*Task directions*
Go to the line below containing "pub fn is_open(&self)" and print exactly from there through the line containing "or external hrefs).", both included. Print nothing else.

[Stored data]
**********

use wasm_bindgen::closure::Closure;
use wasm_bindgen::JsCast;
use web_sys::{
    Document, Element, Event, EventTarget, HtmlElement, ScrollBehavior, ScrollToOptions, Window,
};

use crate::error::InitError;
use crate::surface::{ClassToggle, TextSink};

/// Handles to the browser globals every component starts from.
#[derive(Debug, Clone)]
pub struct Page {
    pub window: Window,
    pub document: Document,
}

impl Page {
    pub fn current() -> Result<Self, InitError> {
        let window = web_sys::window().ok_or_else(|| InitError::Js("no window".into()))?;
        let document = window
            .document()
            .ok_or_else(|| InitError::Js("no document".into()))?;
        Ok(Self { window, document })
    }

    /// Element by id, cast to the concrete element type the caller needs.
    pub fn by_id<T: JsCast>(&self, id: &str) -> Result<T, InitError> {
        let element = self
            .document
            .get_element_by_id(id)
            .ok_or_else(|| InitError::MissingElement(format!("#{}", id)))?;
        cast(element, &format!("#{}", id))
    }

    /// Every element matching `selector`, in document order.
    pub fn all(&self, selector: &str) -> Result<Vec<Element>, InitError> {
        let nodes = self.document.query_selector_all(selector)?;
        Ok((0..nodes.length())
            .filter_map(|i| nodes.item(i))
            .filter_map(|node| node.dyn_into::<Element>().ok())
            .collect())
    }

    /// First element matching `selector`; `None` for no match or a selector
    /// the browser refuses to parse (e.g. `#1-intro`).
    pub fn find(&self, selector: &str) -> Option<Element> {
        self.document.query_selector(selector).ok().flatten()
    }

    pub fn scroll_offset(&self) -> f64 {
        self.window.scroll_y().unwrap_or(0.0)
    }

    pub fn smooth_scroll_to(&self, top: f64) {
        let options = ScrollToOptions::new();
        options.set_top(top);
        options.set_behavior(ScrollBehavior::Smooth);
        self.window.scroll_to_with_scroll_to_options(&options);
    }
}

/// Descendant of `parent` matching `selector`.
pub fn child<T: JsCast>(parent: &Element, selector: &str) -> Result<T, InitError> {
    let element = parent
        .query_selector(selector)?
        .ok_or_else(|| InitError::MissingElement(selector.to_string()))?;
    cast(element, selector)
}

fn cast<T: JsCast>(element: Element, selector: &str) -> Result<T, InitError> {
    element.dyn_into::<T>().map_err(|_| InitError::WrongElement {
        selector: selector.to_string(),
        expected: std::any::type_name::<T>()
            .rsplit("::")
            .next()
            .unwrap_or("element"),
    })
}

/// An event listener that stays attached for as long as the value lives.
pub struct Listener {
    target: EventTarget,
    event: &'static str,
    callback: Closure<dyn FnMut(Event)>,
}

impl Listener {
    pub fn new<F>(target: &EventTarget, event: &'static str, handler: F) -> Result<Self, InitError>
    where
        F: FnMut(Event) + 'static,
    {
        let callback = Closure::wrap(Box::new(handler) as Box<dyn FnMut(Event)>);
        target.add_event_listener_with_callback(event, callback.as_ref().unchecked_ref())?;
        Ok(Self {
            target: target.clone(),
            event,
            callback,
        })
    }
}

impl Drop for Listener {
    fn drop(&mut self) {
        let _ = self
            .target
            .remove_event_listener_with_callback(self.event, self.callback.as_ref().unchecked_ref());
    }
}

/// Inline style write; a refusal is logged, not raised.
pub fn set_style(element: &HtmlElement, property: &str, value: &str) {
    if element.style().set_property(property, value).is_err() {
        log::warn!("could not set `{}: {}`", property, value);
    }
}

/// Shows or hides an element through its inline `display`.
pub fn set_display(element: &HtmlElement, value: &str) {
    set_style(element, "display", value);
}

impl ClassToggle for Element {
    fn set_class(&self, class: &str, on: bool) {
        let list = self.class_list();
        let result = if on { list.add_1(class) } else { list.remove_1(class) };
        if result.is_err() {
            log::warn!("could not update class `{}`", class);
        }
    }

    #[cfg(test)]
    fn has_class(&self, class: &str) -> bool {
        self.class_list().contains(class)
    }
}

impl TextSink for Element {
    fn push_char(&self, ch: char) {
        let mut text = self.text_content().unwrap_or_default();
        text.push(ch);
        self.set_text_content(Some(&text));
    }
}
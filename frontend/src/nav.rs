use std::cell::Cell;
use std::rc::Rc;

use wasm_bindgen::JsCast;
use web_sys::{Element, Event, HtmlElement};

use crate::app::Enhancement;
use crate::config::{classes, selectors, Config};
use crate::dom::{Listener, Page};
use crate::error::InitError;
use crate::scroll::ScrollToggle;
use crate::surface::ClassToggle;

/// Hamburger menu. The open flag is mirrored as `active` on both the
/// toggle button and the menu container.
#[derive(Debug)]
pub struct MobileMenu<E> {
    toggle: E,
    menu: E,
    open: Cell<bool>,
}

impl<E: ClassToggle> MobileMenu<E> {
    pub fn new(toggle: E, menu: E) -> Self {
        Self {
            toggle,
            menu,
            open: Cell::new(false),
        }
    }

    pub fn toggle(&self) {
        self.set_open(!self.open.get());
    }

    /// Safe to call when already closed.
    pub fn close(&self) {
        self.set_open(false);
    }

    #[cfg(test)]
    pub fn is_open(&self) -> bool {
        self.open.get()
    }

    fn set_open(&self, open: bool) {
        self.open.set(open);
        self.toggle.set_class(classes::ACTIVE, open);
        self.menu.set_class(classes::ACTIVE, open);
    }
}

/// Selector for an in-page link, or `None` when the browser should handle
/// the click itself (bare `#`, empty or external hrefs).
pub fn anchor_target(href: &str) -> Option<&str> {
    let href = href.trim();
    if href.len() > 1 && href.starts_with('#') {
        Some(href)
    } else {
        None
    }
}

/// Scroll position that leaves the target just below the fixed header.
pub fn anchor_scroll_top(target_top: f64, header_offset: f64) -> f64 {
    target_top - header_offset
}

/// Where a click on `href` should scroll to, given the top of the element
/// it resolved to. `None` means the click is left to the browser.
pub fn anchor_jump(href: &str, target_top: Option<f64>, header_offset: f64) -> Option<f64> {
    anchor_target(href)?;
    target_top.map(|top| anchor_scroll_top(top, header_offset))
}

pub struct Navigation {
    _listeners: Vec<Listener>,
}

impl Enhancement for Navigation {
    const NAME: &'static str = "navigation";

    fn init(page: &Page, config: &Config) -> Result<Self, InitError> {
        let navbar: Element = page.by_id(selectors::NAVBAR)?;
        let hamburger: Element = page.by_id(selectors::HAMBURGER)?;
        let menu: Element = page.by_id(selectors::NAV_MENU)?;

        let header = Rc::new(ScrollToggle::at(
            navbar,
            config.header_threshold,
            page.scroll_offset(),
        ));
        let mobile = Rc::new(MobileMenu::new(hamburger.clone(), menu));

        let mut listeners = Vec::new();
        {
            let header = header.clone();
            let page_handle = page.clone();
            listeners.push(Listener::new(&page.window, "scroll", move |_| {
                header.on_scroll(page_handle.scroll_offset());
            })?);
        }
        {
            let mobile = mobile.clone();
            listeners.push(Listener::new(&hamburger, "click", move |_| mobile.toggle())?);
        }
        for link in page.all(selectors::NAV_LINKS)? {
            let mobile = mobile.clone();
            listeners.push(Listener::new(&link, "click", move |_| mobile.close())?);
        }
        for anchor in page.all(selectors::IN_PAGE_ANCHORS)? {
            let page_handle = page.clone();
            let offset = config.anchor_offset;
            listeners.push(Listener::new(&anchor, "click", move |event| {
                scroll_to_anchor(&page_handle, &event, offset);
            })?);
        }

        Ok(Self {
            _listeners: listeners,
        })
    }
}

fn scroll_to_anchor(page: &Page, event: &Event, offset: f64) {
    let Some(link) = event
        .current_target()
        .and_then(|target| target.dyn_into::<Element>().ok())
    else {
        return;
    };
    let Some(href) = link.get_attribute("href") else {
        return;
    };
    let target_top = anchor_target(&href)
        .and_then(|selector| page.find(selector))
        .and_then(|target| target.dyn_into::<HtmlElement>().ok())
        .map(|target| f64::from(target.offset_top()));
    match anchor_jump(&href, target_top, offset) {
        Some(top) => {
            event.prevent_default();
            page.smooth_scroll_to(top);
        }
        None => log::debug!("leaving the jump to {} to the browser", href),
    }
}

#[cfg(test)]
mod tests {
    use super::*;
    use crate::surface::fake::FakeElement;

    fn menu() -> (MobileMenu<FakeElement>, FakeElement, FakeElement) {
        let toggle = FakeElement::new(1);
        let container = FakeElement::new(2);
        (
            MobileMenu::new(toggle.clone(), container.clone()),
            toggle,
            container,
        )
    }

    #[test]
    fn toggle_flips_both_elements() {
        let (menu, toggle, container) = menu();
        menu.toggle();
        assert!(menu.is_open());
        assert!(toggle.has_class("active") && container.has_class("active"));
        menu.toggle();
        assert!(!menu.is_open());
        assert!(!toggle.has_class("active") && !container.has_class("active"));
    }

    #[test]
    fn link_click_closes_open_menu() {
        let (menu, _, container) = menu();
        menu.toggle();
        menu.close();
        assert!(!menu.is_open());
        assert!(!container.has_class("active"));
    }

    #[test]
    fn link_click_on_closed_menu_keeps_it_closed() {
        let (menu, toggle, container) = menu();
        menu.close();
        menu.close();
        assert!(!menu.is_open());
        assert!(!toggle.has_class("active") && !container.has_class("active"));
    }

    #[test]
    fn only_real_fragments_are_intercepted() {
        assert_eq!(anchor_target("#projects"), Some("#projects"));
        assert_eq!(anchor_target("#"), None);
        assert_eq!(anchor_target(""), None);
        assert_eq!(anchor_target("/cv.pdf"), None);
        assert_eq!(anchor_target("https://example.com/#about"), None);
    }

    #[test]
    fn leaves_room_for_the_header() {
        assert_eq!(anchor_scroll_top(1200.0, 80.0), 1120.0);
        assert_eq!(anchor_scroll_top(0.0, 80.0), -80.0);
    }

    #[test]
    fn resolved_anchor_scrolls_below_the_header() {
        assert_eq!(anchor_jump("#projects", Some(1200.0), 80.0), Some(1120.0));
    }

    #[test]
    fn unresolved_anchor_keeps_the_default_jump() {
        // Missing section, or a selector the browser refused (`#1-intro`).
        assert_eq!(anchor_jump("#missing", None, 80.0), None);
        assert_eq!(anchor_jump("#1-intro", None, 80.0), None);
    }

    #[test]
    fn bare_and_external_links_are_never_intercepted() {
        assert_eq!(anchor_jump("#", Some(0.0), 80.0), None);
        assert_eq!(anchor_jump("", Some(0.0), 80.0), None);
        assert_eq!(anchor_jump("/cv.pdf", Some(300.0), 80.0), None);
    }

    #[test]
    fn header_visible_at_init_when_opened_mid_page() {
        let header = ScrollToggle::at(
            FakeElement::new(4),
            crate::config::HEADER_SCROLL_THRESHOLD,
            750.0,
        );
        assert!(header.element().has_class("visible"));
    }

    #[test]
    fn header_hidden_up_to_threshold() {
        let header = ScrollToggle::new(FakeElement::new(3), crate::config::HEADER_SCROLL_THRESHOLD);
        for offset in [0.0, 50.0, 99.9, 100.0] {
            header.on_scroll(offset);
            assert!(!header.element().has_class("visible"), "offset {}", offset);
        }
        for offset in [100.1, 101.0, 5_000.0] {
            header.on_scroll(offset);
            assert!(header.element().has_class("visible"), "offset {}", offset);
        }
    }
}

**********

*Finished task*
    pub fn is_open(&self) -> bool {
        self.open.get()
    }

    fn set_open(&self, open: bool) {
        self.open.set(open);
        self.toggle.set_class(classes::ACTIVE, open);
        self.menu.set_class(classes::ACTIVE, open);
    }
}

/// Selector for an in-page link, or `None` when the browser should handle
/// the click itself (bare `#`, empty or external hrefs).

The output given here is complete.